Proetus was a mythical king of Tiryns, a Greek Mycenaean site in the Peloponnese. He is not a well-known figure, but he is mentioned by the Renaissance scholar Angelo Poliziano in his learned Miscellanies (caput 50). Poliziano relates the tale of the insanity of the daughters of Proetus; there are several versions of the story, but the one he seems to favor is that version provided by Apollodorus of Athens, a scholar who lived from about 180 B.C. to 120 B.C. This, then, is the tale as told by Apollodorus.
Three daughters were born to King Proetus and Sthenoboea, and their names were Lysippe, Iphinoe, and Iphianassa. As these three girls grew to adulthood, they became gripped by a strange kind of destructive insanity and hysteria. The precise origin of the affliction is uncertain. The poet Hesiod says it was punishment due to the girls’ failure to participate in the rites of Bacchus; another writer, Acusilaus, says it was because they had insulted a statue of the goddess Juno. The goddess made the girls insane as a punishment for their profane behavior. In any case, their reckless insanity took form, and they ranged all over the land, causing havoc and refusing to wear clothing. The situation was both humiliating and subversive.
Finally, a seer named Melampus, the son of Amythaon and Idothea, stepped forward and offered to solve the problem. He claimed a knowledge in the art of human relations. Yet his services would not come without a cost, he reminded people. He told King Proetus that he would cure the girls of their insanity, but in compensation he would require one-third of the king’s realm. The king balked, of course, greatly irritated at the impertinence of this seer. But as the daughters’ behavior came to take on more and more of a destructive character, and as other women began to imitate their actions, the king realized that something had to be done quickly. For, as Poliziano says, women in the grip of the insanity
Regularly deserted their homes, killed their sons, and wandered about in the wild. [sic ut vulgo suam quaeque domum reliquerent , filios occiderent, ac per solitudines vagarentur]

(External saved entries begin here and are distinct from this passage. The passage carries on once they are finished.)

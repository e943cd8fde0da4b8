//! `gantry clean` — removes all build state.

use crate::pipeline::resolve_project_root;
use crate::GlobalArgs;

/// Runs the `gantry clean` command.
///
/// Removes the configured artifacts directory, manifest included. The next
/// compile starts from scratch. Missing build state is not an error.
pub fn run(global: &GlobalArgs) -> Result<i32, Box<dyn std::error::Error>> {
    let project_dir = resolve_project_root(global)?;
    let config = gantry_config::load_config(&project_dir)?;
    let artifacts_dir = project_dir.join(&config.contracts.artifacts_dir);

    match std::fs::remove_dir_all(&artifacts_dir) {
        Ok(()) => {
            if !global.quiet {
                eprintln!("     Removed {}", artifacts_dir.display());
            }
            Ok(0)
        }
        Err(e) if e.kind() == std::io::ErrorKind::NotFound => {
            if !global.quiet {
                eprintln!("       Clean (no artifacts to remove)");
            }
            Ok(0)
        }
        Err(e) => Err(e.into()),
    }
}
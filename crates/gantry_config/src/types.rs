//! Configuration types deserialized from `gantry.toml`.

use gantry_cache::FingerprintKind;
use serde::Deserialize;
use std::path::PathBuf;

/// The top-level project configuration parsed from `gantry.toml`.
#[derive(Debug, Deserialize)]
pub struct ProjectConfig {
    /// Core project metadata (name, version).
    pub project: ProjectMeta,
    /// Source and artifact directory layout.
    #[serde(default)]
    pub contracts: ContractsConfig,
    /// The external compiler to invoke.
    pub compiler: CompilerConfig,
    /// Change detection settings.
    #[serde(default)]
    pub cache: CacheConfig,
}

/// Core project metadata required in every `gantry.toml`.
#[derive(Debug, Deserialize)]
pub struct ProjectMeta {
    /// The project name.
    pub name: String,
    /// The project version string.
    pub version: String,
    /// A brief description of the project.
    #[serde(default)]
    pub description: String,
    /// List of project authors.
    #[serde(default)]
    pub authors: Vec<String>,
    /// SPDX license identifier.
    #[serde(default)]
    pub license: Option<String>,
}

/// Where sources live and where artifacts go, relative to the project root.
#[derive(Debug, Deserialize)]
#[serde(default)]
pub struct ContractsConfig {
    /// Directory scanned recursively for contract sources.
    pub source_dir: PathBuf,
    /// Directory receiving artifacts and the build manifest.
    pub artifacts_dir: PathBuf,
    /// File extensions treated as contract sources.
    pub extensions: Vec<String>,
}

impl Default for ContractsConfig {
    fn default() -> Self {
        Self {
            source_dir: PathBuf::from("contracts"),
            artifacts_dir: PathBuf::from("build/artifacts"),
            extensions: vec!["sol".to_string()],
        }
    }
}

/// The external compiler command and its fixed arguments.
#[derive(Debug, Deserialize)]
pub struct CompilerConfig {
    /// Executable to invoke. Resolved through `PATH` unless it contains a
    /// path separator.
    pub command: String,
    /// Arguments passed before the request on every invocation.
    #[serde(default)]
    pub args: Vec<String>,
}

/// Change detection settings.
#[derive(Debug, Default, Deserialize)]
pub struct CacheConfig {
    /// Which fingerprint identifies an unchanged file.
    #[serde(default)]
    pub fingerprint: FingerprintKind,
}
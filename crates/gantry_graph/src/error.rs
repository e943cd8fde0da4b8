//! Error types for graph construction.

use std::path::PathBuf;

/// Errors detected while building the dependency graph.
///
/// Both variants are fatal and surface before the compiler is invoked, so a
/// failed extraction never mutates the build manifest or any artifact.
#[derive(Debug, thiserror::Error)]
pub enum GraphError {
    /// A declaration references a name that no longer resolves anywhere in
    /// the project, for example after the file defining it was deleted.
    #[error("`{referenced_by}` in {file} references unknown declaration `{name}`")]
    BrokenReference {
        /// The unresolved dependency name.
        name: String,
        /// The declaration holding the dangling reference.
        referenced_by: String,
        /// The file that defines `referenced_by`.
        file: PathBuf,
    },

    /// Two files define a declaration with the same name.
    #[error("declaration `{name}` in {file} is already defined in {previous}")]
    DuplicateDeclaration {
        /// The duplicated declaration name.
        name: String,
        /// The file with the second definition.
        file: PathBuf,
        /// The file that defined the name first.
        previous: PathBuf,
    },
}
//! Content fingerprints for change detection between compile runs.

use serde::de::Error as _;
use serde::{Deserialize, Deserializer, Serialize, Serializer};
use std::fmt;
use std::str::FromStr;

/// A 128-bit XXH3 digest of a source file's bytes.
///
/// Two sources with the same `ContentHash` are treated as unchanged, so the
/// declarations they define are not resubmitted to the compiler. The hash is
/// persisted in the build manifest as a 32-character lowercase hex string to
/// keep the manifest diffable and greppable.
#[derive(Clone, Copy, PartialEq, Eq, Hash)]
pub struct ContentHash([u8; 16]);

impl ContentHash {
    /// Computes the hash of a byte slice using XXH3-128.
    pub fn from_bytes(data: &[u8]) -> Self {
        let hash = xxhash_rust::xxh3::xxh3_128(data);
        Self(hash.to_le_bytes())
    }
}

/// Error produced when a persisted hash string is not 32 hex characters.
#[derive(Debug, Clone, PartialEq, Eq, thiserror::Error)]
#[error("invalid content hash {text:?}: expected 32 hex characters")]
pub struct ParseHashError {
    /// The rejected input, truncated for display.
    pub text: String,
}

impl FromStr for ContentHash {
    type Err = ParseHashError;

    fn from_str(s: &str) -> Result<Self, Self::Err> {
        let malformed = || ParseHashError {
            text: s.chars().take(40).collect(),
        };
        if s.len() != 32 || !s.is_ascii() {
            return Err(malformed());
        }
        let mut bytes = [0u8; 16];
        for (i, chunk) in s.as_bytes().chunks_exact(2).enumerate() {
            let pair = std::str::from_utf8(chunk).map_err(|_| malformed())?;
            bytes[i] = u8::from_str_radix(pair, 16).map_err(|_| malformed())?;
        }
        Ok(Self(bytes))
    }
}

impl fmt::Display for ContentHash {
    fn fmt(&self, f: &mut fmt::Formatter<'_>) -> fmt::Result {
        for byte in &self.0 {
            write!(f, "{byte:02x}")?;
        }
        Ok(())
    }
}

impl fmt::Debug for ContentHash {
    fn fmt(&self, f: &mut fmt::Formatter<'_>) -> fmt::Result {
        write!(f, "ContentHash({:02x}{:02x}..)", self.0[0], self.0[1])
    }
}

impl Serialize for ContentHash {
    fn serialize<S: Serializer>(&self, serializer: S) -> Result<S::Ok, S::Error> {
        serializer.collect_str(self)
    }
}

impl<'de> Deserialize<'de> for ContentHash {
    fn deserialize<D: Deserializer<'de>>(deserializer: D) -> Result<Self, D::Error> {
        let text = String::deserialize(deserializer)?;
        text.parse().map_err(D::Error::custom)
    }
}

Clearly the situation was intolerable, and decisive action was needed. King Proetus finally agreed to accept Melampus’s price. Yet now Melampus increased his price, as external conditions had worsened since he first made his offer to the king. The price now, Melampus said, would be for his brother Bias also to receive one-third of Proetus’s domain. Melampus told the king that his delays had contributed to a worsening of the situation, and that this fact would have to be recognized.
Proetus was now out of options; he accepted the conditions, afraid that even more payment would be required if he delayed any longer. Melampus proceeded quickly to assert control of the situation, and curb the insanity of the roaming, insane daughters and those who had joined them. He mustered a force of the strongest men he could find, men whose resolution would not be shaken by the expected antics and hysterics that would naturally be let loose on them. The young men organized themselves and, using “shouts and a kind of wild dance,” drove the women from the mountains to Sicyon (a Greek city-state between Corinth and Achaea). Apollodorus says that the eldest daughter, Iphinoe, died during this drama, but that the rest of the women were cured of their insanity.
King Proetus’s realm was saved; in gratitude, besides the payment he had previously agreed to, he gave his two daughters to Melampus and Bias in marriage. This is the story as it is related by Poliziano. And so it was that firm, decisive action by men of vigor and courage saved the state from the chaos wrought by hysteria.